Why Is My Bank Charging Fees on an Account I Haven't Used in Years?

By The Penny Plan Editorial Team Published July 13, 2026 6 min read

A statement shows up in the mail, or an old login finally works again, and the balance is smaller than it was the last time anyone checked. No withdrawals, no card swipes, nothing but time passing — and yet the number went down.

The quick answer

Many banks charge a dormancy or inactivity fee on accounts that sit untouched for an extended period, often a year or longer, without any customer-initiated deposit or withdrawal. The fee is typically a small flat monthly charge, disclosed somewhere in the account agreement, that chips away at the balance for as long as the account stays inactive. Left alone long enough, a dormant balance can eventually be handed over to the state as unclaimed property rather than simply drained to zero.

Why inactivity triggers a fee

From a bank’s perspective, maintaining any account costs something — record-keeping, fraud monitoring, regulatory compliance — regardless of whether the customer is actively using it. An account that generates no transactions and no other product relationship isn’t producing revenue for the bank, so some institutions offset that cost with a monthly fee once a defined inactivity window passes. The exact trigger period and dollar amount vary by bank and by account type, and they’re set out in the fee schedule that comes with the account, even though almost nobody reads that document when opening a new account.

What counts as activity

Not every account movement resets the inactivity clock. Interest paid automatically by the bank usually doesn’t count as activity, since it isn’t something the customer initiated. A deposit, a withdrawal, a transfer, or in some cases even logging into online banking can reset the clock, but the specific rules differ from one institution to the next. This is part of why an account can go dormant without anyone noticing — the balance sits there earning a trickle of interest, which feels like activity from the customer’s side but may not register as activity to the bank’s system.

Where the balance goes if nothing changes

If a fee keeps being deducted and no one intervenes, two things eventually happen. Either the balance is drawn down toward zero by the recurring charges, or, in many states, the account gets classified as abandoned property after a set number of years of inactivity and the remaining funds are transferred to the state’s unclaimed property division. That process, sometimes called escheatment, exists specifically because dormant accounts are common enough that states maintain entire systems for reuniting people with money they forgot about. It’s a similar dynamic to what happens when a bank closes an account outright and the owner has to track down where the funds landed.

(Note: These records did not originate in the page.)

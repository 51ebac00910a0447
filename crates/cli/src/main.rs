//! PawCare CLI - local cart and booking management tools.
//!
//! # Usage
//!
//! ```bash
//! # Show the cart kept in ./.pawcare/cart.json
//! pawcare cart show
//!
//! # Add two units of a product
//! pawcare cart add kibble-5kg --name "Kibble 5kg" --price 24.99 --quantity 2
//!
//! # Set a quantity (0 or less removes the line)
//! pawcare cart set kibble-5kg 3
//!
//! # List bookings made with an email address
//! pawcare bookings list --email sam@example.com
//!
//! # Move a booking
//! pawcare bookings reschedule 6650f1 --date 2026-11-02 --slot "10:00 AM"
//! ```
//!
//! # Commands
//!
//! - `cart` - Inspect and edit the local cart
//! - `products` - Browse the catalog
//! - `bookings` - List, cancel, and reschedule bookings

#![cfg_attr(not(test), forbid(unsafe_code))]

use std::path::PathBuf;

use chrono::NaiveDate;
use clap::{Parser, Subcommand};
use tokio_util::sync::CancellationToken;

mod commands;

use commands::CliError;

#[derive(Parser)]
#[command(name = "pawcare")]
#[command(author, version, about = "PawCare CLI tools")]
struct Cli {
    /// Directory holding the local cart
    #[arg(long, global = true, env = "PAWCARE_DATA_DIR", default_value = ".pawcare")]
    data_dir: PathBuf,

    #[command(subcommand)]
    command: Commands,
}

#[derive(Subcommand)]
enum Commands {
    /// Inspect and edit the local cart
    Cart {
        #[command(subcommand)]
        action: CartAction,
    },
    /// Browse the catalog
    Products,
    /// Manage bookings
    Bookings {
        #[command(subcommand)]
        action: BookingAction,
    },
}

#[derive(Subcommand)]
enum CartAction {
    /// Show cart contents and total
    Show,
    /// Add a product
    Add {
        /// Product ID
        id: String,

        /// Display name
        #[arg(short, long, default_value = "")]
        name: String,

        /// Unit price, e.g. 24.99
        #[arg(short, long)]
        price: String,

        /// Image URL
        #[arg(long)]
        image: Option<String>,

        /// Units to add
        #[arg(short, long, default_value_t = 1)]
        quantity: u32,
    },
    /// Take one unit of a product away
    Subtract {
        /// Product ID
        id: String,
    },
    /// Remove a product entirely
    Remove {
        /// Product ID
        id: String,
    },
    /// Set a product's quantity
    Set {
        /// Product ID
        id: String,

        /// New quantity; 0 or less removes the product
        #[arg(allow_negative_numbers = true)]
        quantity: i64,
    },
    /// Empty the cart
    Clear,
}

#[derive(Subcommand)]
enum BookingAction {
    /// List bookings for an email address
    List {
        /// Email used when booking
        #[arg(short, long)]
        email: String,
    },
    /// Cancel a booking
    Cancel {
        /// Booking ID
        id: String,
    },
    /// Move a booking to a new date and time slot
    Reschedule {
        /// Booking ID
        id: String,

        /// New date (YYYY-MM-DD)
        #[arg(short, long)]
        date: NaiveDate,

        /// New time slot, e.g. "10:00 AM"
        #[arg(short, long)]
        slot: String,
    },
}

#[tokio::main]
async fn main() {
    // `.env` may set PAWCARE_DATA_DIR and RUST_LOG, so load it before either is read
    dotenvy::dotenv().ok();

    tracing_subscriber::fmt()
        .with_env_filter(
            tracing_subscriber::EnvFilter::try_from_default_env()
                .unwrap_or_else(|_| "pawcare_storefront=warn".into()),
        )
        .init();

    let cli = Cli::parse();

    let cancel = CancellationToken::new();
    let on_interrupt = cancel.clone();
    tokio::spawn(async move {
        if tokio::signal::ctrl_c().await.is_ok() {
            on_interrupt.cancel();
        }
    });

    if let Err(e) = run(cli, &cancel).await {
        tracing::error!("Command failed: {e}");
        std::process::exit(1);
    }
}

async fn run(cli: Cli, cancel: &CancellationToken) -> Result<(), CliError> {
    match cli.command {
        Commands::Cart { action } => {
            let mut cart = commands::cart::open(&cli.data_dir);
            match action {
                CartAction::Show => {}
                CartAction::Add {
                    id,
                    name,
                    price,
                    image,
                    quantity,
                } => commands::cart::add(&mut cart, id, name, &price, image, quantity)?,
                CartAction::Subtract { id } => commands::cart::subtract(&mut cart, id)?,
                CartAction::Remove { id } => commands::cart::remove(&mut cart, id)?,
                CartAction::Set { id, quantity } => commands::cart::set(&mut cart, id, quantity)?,
                CartAction::Clear => commands::cart::clear(&mut cart)?,
            }
            commands::cart::show(&cart);
        }
        Commands::Products => commands::products::list(cancel).await?,
        Commands::Bookings { action } => match action {
            BookingAction::List { email } => commands::bookings::list(&email, cancel).await?,
            BookingAction::Cancel { id } => commands::bookings::cancel(id, cancel).await?,
            BookingAction::Reschedule { id, date, slot } => {
                commands::bookings::reschedule(id, date, slot, cancel).await?;
            }
        },
    }
    Ok(())
}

Reducing the odds it happens again

For an account that’s meant to sit untouched on purpose, such as money set aside for something specific, it helps to compare fee structures before parking money somewhere for the long haul. A high-yield savings account at an online-only bank sometimes carries different dormancy terms than a checking account at a traditional branch, and some institutions waive inactivity fees entirely if a minimum balance is maintained. Setting a calendar reminder to log in periodically, or linking the account to a small recurring transfer, is often enough to keep it classified as active even without meaningfully using it. It’s also worth noting that unexpected fee activity isn’t always about dormancy — the same account can see an unannounced overdraft show up for reasons that have nothing to do with how long it’s been sitting there.

Worth remembering

A dormant account isn’t being punished so much as priced according to rules that were disclosed upfront and rarely revisited. Reading the fee schedule before letting an account go quiet, and checking in on any account that isn’t part of a regular routine, is the simplest way to keep old money from slowly disappearing into fees or an unclaimed-property file.